La Semana Santa, vivida desde esta perspectiva, adquiere así un significado que trasciende lo cultural o lo tradicional. Se convierte en una invitación a reafirmar el compromiso con una justicia independiente, recta y valiente, capaz de absolver al inocente aunque ello suponga enfrentarse a la corriente dominante.

No sería completo este artículo sin una reflexión final. A quienes disponen de estos días para el descanso, cabe desearles una feliz Semana Santa, vivida en plenitud, ya sea desde el reposo o desde la participación en unas manifestaciones culturales de extraordinaria riqueza, como son las procesiones.

Pero también —y sobre todo— desde la profundidad de su significado. Más allá de la religiosidad popular, de las imágenes, de la música y del arte que llenan nuestras calles, la Semana Santa invita al silencio, a la contemplación y a la reflexión.
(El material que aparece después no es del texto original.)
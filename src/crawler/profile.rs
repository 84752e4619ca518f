//! Device identity profiles
//!
//! A closed catalog mapping a device name to the `User-Agent` string sent with
//! every request of a crawl.

use std::fmt;

/// Device a crawl pretends to be
#[derive(Debug, Clone, Copy, PartialEq, Eq, Hash, Default)]
pub enum DeviceProfile {
    /// Windows desktop running Chrome
    #[default]
    Desktop,
    /// iPhone running Mobile Safari
    Mobile,
    /// Android phone running Chrome
    Android,
    /// macOS laptop running Chrome
    Laptop,
}

impl DeviceProfile {
    /// Every profile in the catalog
    pub const ALL: [DeviceProfile; 4] = [
        DeviceProfile::Desktop,
        DeviceProfile::Mobile,
        DeviceProfile::Android,
        DeviceProfile::Laptop,
    ];

    /// Looks up a profile by name (case-insensitive)
    ///
    /// `macbook` is accepted as an alias for [`DeviceProfile::Laptop`].
    pub fn from_name(name: &str) -> Option<Self> {
        match name.trim().to_ascii_lowercase().as_str() {
            "desktop" => Some(Self::Desktop),
            "mobile" | "iphone" => Some(Self::Mobile),
            "android" => Some(Self::Android),
            "laptop" | "macbook" => Some(Self::Laptop),
            _ => None,
        }
    }

    /// Looks up a profile by name, using `fallback` for unknown names
    pub fn from_name_or(name: &str, fallback: Self) -> Self {
        Self::from_name(name).unwrap_or_else(|| {
            tracing::debug!("Unknown device profile '{}', using {}", name, fallback);
            fallback
        })
    }

    /// Canonical name, as stored alongside generated sitemaps
    pub fn name(&self) -> &'static str {
        match self {
            Self::Desktop => "desktop",
            Self::Mobile => "mobile",
            Self::Android => "android",
            Self::Laptop => "laptop",
        }
    }

    /// `User-Agent` header value for this device
    pub fn user_agent(&self) -> &'static str {
        match self {
            Self::Desktop => "Mozilla/5.0 (Windows NT 10.0; Win64; x64) AppleWebKit/537.36 (KHTML, like Gecko) Chrome/91.0.4472.124 Safari/537.36",
            Self::Mobile => "Mozilla/5.0 (iPhone; CPU iPhone OS 14_6 like Mac OS X) AppleWebKit/605.1.15 (KHTML, like Gecko) Version/14.0.3 Mobile/15E148 Safari/604.1",
            Self::Android => "Mozilla/5.0 (Linux; Android 11; SM-G991B) AppleWebKit/537.36 (KHTML, like Gecko) Chrome/91.0.4472.120 Mobile Safari/537.36",
            Self::Laptop => "Mozilla/5.0 (Macintosh; Intel Mac OS X 10_15_7) AppleWebKit/537.36 (KHTML, like Gecko) Chrome/91.0.4472.124 Safari/537.36",
        }
    }
}

impl fmt::Display for DeviceProfile {
    fn fmt(&self, f: &mut fmt::Formatter<'_>) -> fmt::Result {
        f.write_str(self.name())
    }
}

#[cfg(test)]
mod tests {
    use super::*;

    #[test]
    fn test_from_name() {
        assert_eq!(DeviceProfile::from_name("desktop"), Some(DeviceProfile::Desktop));
        assert_eq!(DeviceProfile::from_name("Mobile"), Some(DeviceProfile::Mobile));
        assert_eq!(DeviceProfile::from_name("ANDROID"), Some(DeviceProfile::Android));
        assert_eq!(DeviceProfile::from_name("laptop"), Some(DeviceProfile::Laptop));
        assert_eq!(DeviceProfile::from_name("macbook"), Some(DeviceProfile::Laptop));
        assert_eq!(DeviceProfile::from_name("smartwatch"), None);
    }

    #[test]
    fn test_unknown_falls_back() {
        assert_eq!(
            DeviceProfile::from_name_or("smartwatch", DeviceProfile::Desktop),
            DeviceProfile::Desktop
        );
        assert_eq!(
            DeviceProfile::from_name_or("", DeviceProfile::Android),
            DeviceProfile::Android
        );
        assert_eq!(
            DeviceProfile::from_name_or("mobile", DeviceProfile::Desktop),
            DeviceProfile::Mobile
        );
    }

    #[test]
    fn test_name_roundtrip() {
        for profile in DeviceProfile::ALL {
            assert_eq!(DeviceProfile::from_name(profile.name()), Some(profile));
        }
    }

    #[test]
    fn test_user_agents_are_distinct() {
        let agents: std::collections::HashSet<_> =
            DeviceProfile::ALL.iter().map(|p| p.user_agent()).collect();
        assert_eq!(agents.len(), DeviceProfile::ALL.len());
        assert!(DeviceProfile::Mobile.user_agent().contains("iPhone"));
        assert!(DeviceProfile::Android.user_agent().contains("Android"));
    }

    #[test]
    fn test_default_is_desktop() {
        assert_eq!(DeviceProfile::default(), DeviceProfile::Desktop);
    }
}
//! Storage module for persisting generated sitemaps
//!
//! This module handles all database operations, including:
//! - SQLite database initialization and schema management
//! - Storing generated sitemaps with their crawl parameters
//! - Listing and retrieving past sitemaps

mod schema;
mod sqlite;
mod traits;

pub use sqlite::SqliteStorage;
pub use traits::{SitemapStore, StorageError, StorageResult};

use crate::SitemapError;
use chrono::{DateTime, Utc};
use std::path::Path;

/// Initializes or opens a storage database
///
/// # Arguments
///
/// * `path` - Path to the SQLite database file
///
/// # Returns
///
/// * `Ok(SqliteStorage)` - Successfully initialized storage
/// * `Err(SitemapError)` - Failed to initialize storage
pub fn open_storage(path: &Path) -> Result<SqliteStorage, SitemapError> {
    SqliteStorage::new(path)
}

/// A sitemap about to be stored
#[derive(Debug, Clone)]
pub struct NewSitemap {
    pub website_url: String,
    pub device_type: String,
    pub sitemap_xml: String,
    pub urls_count: usize,
    pub config_hash: String,
}

/// A stored sitemap, document included
#[derive(Debug, Clone)]
pub struct StoredSitemap {
    pub id: i64,
    pub website_url: String,
    pub device_type: String,
    pub sitemap_xml: String,
    pub urls_count: usize,
    pub config_hash: String,
    pub created_at: DateTime<Utc>,
}

/// History entry for a stored sitemap
#[derive(Debug, Clone, PartialEq)]
pub struct SitemapSummary {
    pub id: i64,
    pub website_url: String,
    pub device_type: String,
    pub urls_count: usize,
    pub created_at: DateTime<Utc>,
}

impl StoredSitemap {
    /// File name used when the document is downloaded
    pub fn file_name(&self) -> String {
        crate::url::sitemap_file_name(&self.website_url)
    }
}

impl From<&StoredSitemap> for SitemapSummary {
    fn from(stored: &StoredSitemap) -> Self {
        Self {
            id: stored.id,
            website_url: stored.website_url.clone(),
            device_type: stored.device_type.clone(),
            urls_count: stored.urls_count,
            created_at: stored.created_at,
        }
    }
}

#[cfg(test)]
mod tests {
    use super::*;

    fn stored() -> StoredSitemap {
        StoredSitemap {
            id: 7,
            website_url: "https://Docs.Example.com/guide".to_string(),
            device_type: "mobile".to_string(),
            sitemap_xml: "<urlset/>".to_string(),
            urls_count: 3,
            config_hash: "abc".to_string(),
            created_at: Utc::now(),
        }
    }

    #[test]
    fn test_file_name_uses_host() {
        assert_eq!(stored().file_name(), "sitemap-docs.example.com.xml");
    }

    #[test]
    fn test_summary_from_stored() {
        let stored = stored();
        let summary = SitemapSummary::from(&stored);
        assert_eq!(summary.id, 7);
        assert_eq!(summary.urls_count, 3);
        assert_eq!(summary.device_type, "mobile");
    }
}
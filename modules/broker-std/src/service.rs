mod bad_request_reason;
mod broker_error;
mod broker_reply;
mod broker_request;
mod broker_service;

#[cfg(test)]
mod tests;

pub use bad_request_reason::BadRequestReason;
pub use broker_error::BrokerError;
pub use broker_reply::BrokerReply;
pub use broker_request::BrokerRequest;
pub use broker_service::BrokerService;

/// Payload type carried by the broker's queues.
pub type Payload = String;
use hyper::StatusCode;

use super::BadRequestReason;

/// Terminal outcome of a request that did not succeed.
///
/// A read on a queue that was never written and a read that found nothing within its wait window
/// are both [`BrokerError::NotFound`].
#[derive(Debug, Clone, Copy, PartialEq, Eq, thiserror::Error)]
pub enum BrokerError {
  /// Malformed or missing input, detected before any queue is touched.
  #[error("bad request: {0}")]
  BadRequest(#[from] BadRequestReason),
  /// No payload was available within the requested wait window.
  #[error("no payload available")]
  NotFound,
  /// The request method is not supported.
  #[error("method not implemented")]
  Unimplemented,
}

impl BrokerError {
  /// Returns the HTTP status reported for this error.
  #[must_use]
  pub const fn status(&self) -> StatusCode {
    match self {
      | Self::BadRequest(_) => StatusCode::BAD_REQUEST,
      | Self::NotFound => StatusCode::NOT_FOUND,
      | Self::Unimplemented => StatusCode::NOT_IMPLEMENTED,
    }
  }
}
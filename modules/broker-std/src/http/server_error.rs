use std::{io, net::SocketAddr};

/// Errors that stop the HTTP listener.
#[derive(Debug, thiserror::Error)]
pub enum ServerError {
  /// The listening socket could not be bound.
  #[error("failed to bind {addr}: {source}")]
  Bind {
    /// Address that was requested.
    addr:   SocketAddr,
    /// Underlying socket error.
    source: io::Error,
  },
  /// The bound address could not be queried.
  #[error("failed to read local address: {0}")]
  LocalAddr(#[source] io::Error),
}
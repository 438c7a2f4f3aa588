use std::{
  io,
  pin::Pin,
  task::{Context, Poll},
};

use pin_project_lite::pin_project;

pin_project! {
  /// Adapts a Tokio byte stream to hyper's runtime IO traits.
  #[derive(Debug)]
  pub struct TokioIo<T> {
    #[pin]
    inner: T,
  }
}

impl<T> TokioIo<T> {
  /// Wraps a Tokio stream.
  #[must_use]
  pub const fn new(inner: T) -> Self {
    Self { inner }
  }
}

impl<T> hyper::rt::Read for TokioIo<T>
where
  T: tokio::io::AsyncRead,
{
  fn poll_read(
    self: Pin<&mut Self>,
    cx: &mut Context<'_>,
    mut buf: hyper::rt::ReadBufCursor<'_>,
  ) -> Poll<Result<(), io::Error>> {
    // SAFETY: tokio's ReadBuf only ever writes initialised bytes into the unfilled region.
    let filled = unsafe {
      let mut tbuf = tokio::io::ReadBuf::uninit(buf.as_mut());
      match tokio::io::AsyncRead::poll_read(self.project().inner, cx, &mut tbuf) {
        | Poll::Ready(Ok(())) => tbuf.filled().len(),
        | other => return other,
      }
    };

    // SAFETY: `filled` bytes were initialised by the read above.
    unsafe {
      buf.advance(filled);
    }
    Poll::Ready(Ok(()))
  }
}

impl<T> hyper::rt::Write for TokioIo<T>
where
  T: tokio::io::AsyncWrite,
{
  fn poll_write(self: Pin<&mut Self>, cx: &mut Context<'_>, buf: &[u8]) -> Poll<Result<usize, io::Error>> {
    tokio::io::AsyncWrite::poll_write(self.project().inner, cx, buf)
  }

  fn poll_flush(self: Pin<&mut Self>, cx: &mut Context<'_>) -> Poll<Result<(), io::Error>> {
    tokio::io::AsyncWrite::poll_flush(self.project().inner, cx)
  }

  fn poll_shutdown(self: Pin<&mut Self>, cx: &mut Context<'_>) -> Poll<Result<(), io::Error>> {
    tokio::io::AsyncWrite::poll_shutdown(self.project().inner, cx)
  }

  fn is_write_vectored(&self) -> bool {
    tokio::io::AsyncWrite::is_write_vectored(&self.inner)
  }

  fn poll_write_vectored(
    self: Pin<&mut Self>,
    cx: &mut Context<'_>,
    bufs: &[io::IoSlice<'_>],
  ) -> Poll<Result<usize, io::Error>> {
    tokio::io::AsyncWrite::poll_write_vectored(self.project().inner, cx, bufs)
  }
}
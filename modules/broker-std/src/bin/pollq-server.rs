//! Long-poll queue broker server.

use std::process::ExitCode;

use pollq_broker_std_rs::{config::USAGE, logging::init_tracing, BrokerConfig, BrokerServer, BrokerService, ConfigError};
use tracing::{error, info, warn};

async fn shutdown_signal() {
  if let Err(error) = tokio::signal::ctrl_c().await {
    warn!(%error, "failed to listen for ctrl-c; shutdown signal disabled");
    std::future::pending::<()>().await;
  }
}

#[tokio::main]
async fn main() -> ExitCode {
  let config = match BrokerConfig::from_args(std::env::args().skip(1)) {
    | Ok(config) => config,
    | Err(ConfigError::HelpRequested) => {
      eprintln!("{USAGE}");
      return ExitCode::SUCCESS;
    },
    | Err(error) => {
      eprintln!("{error}\n\n{USAGE}");
      return ExitCode::from(2);
    },
  };
  init_tracing();

  let server = match BrokerServer::bind(&config, BrokerService::new()).await {
    | Ok(server) => server,
    | Err(error) => {
      error!(%error, "failed to start");
      return ExitCode::FAILURE;
    },
  };
  match server.local_addr() {
    | Ok(addr) => info!(%addr, "pollq listening"),
    | Err(error) => warn!(%error, "listening on unknown address"),
  }

  match server.serve_with_shutdown(shutdown_signal()).await {
    | Ok(()) => ExitCode::SUCCESS,
    | Err(error) => {
      error!(%error, "server failed");
      ExitCode::FAILURE
    },
  }
}
/// Errors raised while reading the command line.
#[derive(Debug, Clone, PartialEq, Eq, thiserror::Error)]
pub enum ConfigError {
  /// `-h`/`--help` was given.
  #[error("help requested")]
  HelpRequested,
  /// A positional argument was given; the server takes flags only.
  #[error("unexpected argument `{0}`")]
  UnexpectedArgument(String),
  /// The flag is not recognised.
  #[error("unknown flag `{0}`")]
  UnknownFlag(String),
  /// The flag requires a value but none followed it.
  #[error("flag `{0}` requires a value")]
  MissingValue(String),
  /// The port is not an integer in `0..=65535`.
  #[error("invalid port `{0}`")]
  InvalidPort(String),
  /// The host is not an IPv4 or IPv6 address.
  #[error("invalid host address `{0}`")]
  InvalidHost(String),
}
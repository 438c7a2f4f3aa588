use core::future::Future;

use spin::{Mutex, MutexGuard};

use super::{dequeue::Dequeue, queue_state::QueueState};

/// FIFO payload queue for a single name, with its waiter hand-off coordinator.
///
/// Payloads and waiters share one lock, which is only ever held for the duration of a buffer or
/// waiter-list mutation and never across a suspension.
pub struct MessageQueue<M> {
  state: Mutex<QueueState<M>>,
}

impl<M> MessageQueue<M> {
  /// Creates an empty queue.
  #[must_use]
  pub const fn new() -> Self {
    Self { state: Mutex::new(QueueState::new()) }
  }

  /// Appends `message` to the tail and notifies the oldest waiter, if any.
  ///
  /// Never blocks. The notified waiter is only told to re-check the queue; it is not handed the
  /// message directly.
  pub fn enqueue(&self, message: M) {
    let notified = {
      let mut state = self.lock_state();
      state.items.push_back(message);
      state.waiters.notify_one()
    };
    if let Some(waiter) = notified {
      waiter.wake();
    }
  }

  /// Pops the head without suspending.
  #[must_use]
  pub fn try_dequeue(&self) -> Option<M> {
    self.lock_state().items.pop_front()
  }

  /// Pops the head, suspending until a payload arrives or `deadline` completes.
  ///
  /// A `None` deadline fails fast: the returned future resolves immediately with whatever
  /// [`MessageQueue::try_dequeue`] would return. Otherwise the future resolves to `None` only
  /// after `deadline` has completed without this consumer having been notified.
  pub fn dequeue<D>(&self, deadline: Option<D>) -> Dequeue<'_, M, D>
  where
    D: Future<Output = ()>, {
    Dequeue::new(self, deadline)
  }

  /// Returns the number of buffered payloads.
  #[must_use]
  pub fn len(&self) -> usize {
    self.lock_state().items.len()
  }

  /// Returns `true` when no payload is buffered.
  #[must_use]
  pub fn is_empty(&self) -> bool {
    self.lock_state().items.is_empty()
  }

  /// Returns the number of consumers currently suspended on this queue.
  #[must_use]
  pub fn waiter_count(&self) -> usize {
    self.lock_state().waiters.len()
  }

  pub(super) fn lock_state(&self) -> MutexGuard<'_, QueueState<M>> {
    self.state.lock()
  }
}

impl<M> Default for MessageQueue<M> {
  fn default() -> Self {
    Self::new()
  }
}
mod broker_config;
mod config_error;


pub use broker_config::{BrokerConfig, DEFAULT_HOST, DEFAULT_PORT, USAGE};
pub use config_error::ConfigError;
Y quizá, entre escritos, plazos y responsabilidades, el abogado pueda encontrar también un instante para recordar que su labor —cuando se ejerce con rectitud— no es ajena a ese ideal de justicia que, en última instancia, trasciende el propio ordenamiento jurídico.

Porque, al fin y al cabo, entre el derecho y la justicia, entre el deber profesional y la conciencia, hay un vínculo profundo que estos días nos invitan a redescubrir.

A fin de cuentas, incluso en medio de la exigencia técnica y del rigor de los plazos, la abogacía no deja de ser un ejercicio humano, donde la razón jurídica y la conciencia moral deben caminar juntas, recordándonos que no todo se mide en términos de tiempo, sino también de justicia bien entendida.